_Work to complete_. Search the records for the string "Create", then copy each line that has it.

Stored data:
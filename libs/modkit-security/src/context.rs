use crate::session::{SessionProvider, TenantId};
use uuid::{Uuid, uuid};

/// Subject id of the system actor used for bootstrap and maintenance work.
pub const ROOT_SUBJECT_ID: Uuid = uuid!("11111111-6a88-4768-9dfc-6bcd5187d9ed");

/// `SecurityContext` encapsulates the identity of the actor behind a request or operation
#[derive(Debug, Clone, PartialEq, Eq, serde::Serialize, serde::Deserialize)]
pub struct SecurityContext {
    tenant_id: Option<TenantId>,
    subject_id: Uuid,
    subject_type: Option<String>,
    host: bool,
}

impl SecurityContext {
    /// Create a new `SecurityContext` builder
    #[must_use]
    pub fn builder() -> SecurityContextBuilder {
        SecurityContextBuilder::default()
    }

    /// Create an anonymous `SecurityContext` with no tenant and no subject
    #[must_use]
    pub fn anonymous() -> Self {
        SecurityContextBuilder::default().build()
    }

    /// Context of a user acting inside one tenant.
    #[must_use]
    pub fn for_tenant(tenant_id: TenantId, subject_id: Uuid) -> Self {
        Self::builder()
            .tenant_id(tenant_id)
            .subject_id(subject_id)
            .build()
    }

    /// Context of a host (cross-tenant) actor.
    #[must_use]
    pub fn host(subject_id: Uuid) -> Self {
        Self::builder().subject_id(subject_id).host().build()
    }

    /// Context of the root/system subject. Root acts as a host.
    #[must_use]
    pub fn root() -> Self {
        Self::host(ROOT_SUBJECT_ID)
    }

    /// Get the tenant ID associated with the security context, if any
    #[must_use]
    pub fn tenant_id(&self) -> Option<TenantId> {
        self.tenant_id
    }

    /// Get the subject ID (user, service, or system) associated with the security context
    #[must_use]
    pub fn subject_id(&self) -> Uuid {
        self.subject_id
    }

    #[must_use]
    pub fn is_root(&self) -> bool {
        self.subject_id == ROOT_SUBJECT_ID
    }

    #[must_use]
    pub fn subject_type(&self) -> Option<&str> {
        self.subject_type.as_deref()
    }

    #[must_use]
    pub fn is_host(&self) -> bool {
        self.host
    }

    #[must_use]
    pub fn is_anonymous(&self) -> bool {
        self.subject_id.is_nil()
    }
}

impl SessionProvider for SecurityContext {
    fn current_tenant_id(&self) -> Option<TenantId> {
        // A host actor is never bound to a tenant, even if one was recorded.
        if self.host { None } else { self.tenant_id }
    }

    fn is_host_actor(&self) -> bool {
        self.host
    }
}

#[derive(Default)]
pub struct SecurityContextBuilder {
    tenant_id: Option<TenantId>,
    subject_id: Option<Uuid>,
    subject_type: Option<String>,
    host: bool,
}

impl SecurityContextBuilder {
    #[must_use]
    pub fn tenant_id(mut self, tenant_id: TenantId) -> Self {
        self.tenant_id = Some(tenant_id);
        self
    }

    #[must_use]
    pub fn subject_id(mut self, subject_id: Uuid) -> Self {
        self.subject_id = Some(subject_id);
        self
    }

    #[must_use]
    pub fn subject_type(mut self, subject_type: &str) -> Self {
        self.subject_type = Some(subject_type.to_owned());
        self
    }

    /// Mark the actor as a host (cross-tenant) actor.
    #[must_use]
    pub fn host(mut self) -> Self {
        self.host = true;
        self
    }

    #[must_use]
    pub fn build(self) -> SecurityContext {
        SecurityContext {
            tenant_id: self.tenant_id,
            subject_id: self.subject_id.unwrap_or_default(),
            subject_type: self.subject_type,
            host: self.host,
        }
    }
}

#[cfg(test)]
#[cfg_attr(coverage_nightly, coverage(off))]
mod tests {
    use super::*;

    #[test]
    fn test_security_context_builder_full() {
        let tenant_id = Uuid::parse_str("550e8400-e29b-41d4-a716-446655440000").unwrap();
        let subject_id = Uuid::parse_str("550e8400-e29b-41d4-a716-446655440001").unwrap();

        let ctx = SecurityContext::builder()
            .tenant_id(tenant_id)
            .subject_id(subject_id)
            .subject_type("user")
            .build();

        assert_eq!(ctx.tenant_id(), Some(tenant_id));
        assert_eq!(ctx.subject_id(), subject_id);
        assert_eq!(ctx.subject_type(), Some("user"));
        assert!(!ctx.is_host());
        assert_eq!(ctx.current_tenant_id(), Some(tenant_id));
        assert!(ctx.has_tenant_context());
    }

    #[test]
    fn test_security_context_anonymous() {
        let ctx = SecurityContext::anonymous();

        assert!(ctx.is_anonymous());
        assert_eq!(ctx.tenant_id(), None);
        assert!(!ctx.is_host_actor());
        assert!(!ctx.has_tenant_context());
    }

    #[test]
    fn test_host_context_hides_recorded_tenant() {
        let tenant_id = Uuid::new_v4();
        let ctx = SecurityContext::builder()
            .tenant_id(tenant_id)
            .subject_id(Uuid::new_v4())
            .host()
            .build();

        assert_eq!(ctx.tenant_id(), Some(tenant_id));
        assert_eq!(ctx.current_tenant_id(), None);
        assert!(ctx.is_host_actor());
        assert!(!ctx.has_tenant_context());
    }

    #[test]
    fn test_root_context_is_host() {
        let ctx = SecurityContext::root();
        assert!(ctx.is_host_actor());
        assert!(ctx.is_root());
    }
}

_Response_.
    /// Create a new `SecurityContext` builder
    /// Create an anonymous `SecurityContext` with no tenant and no subject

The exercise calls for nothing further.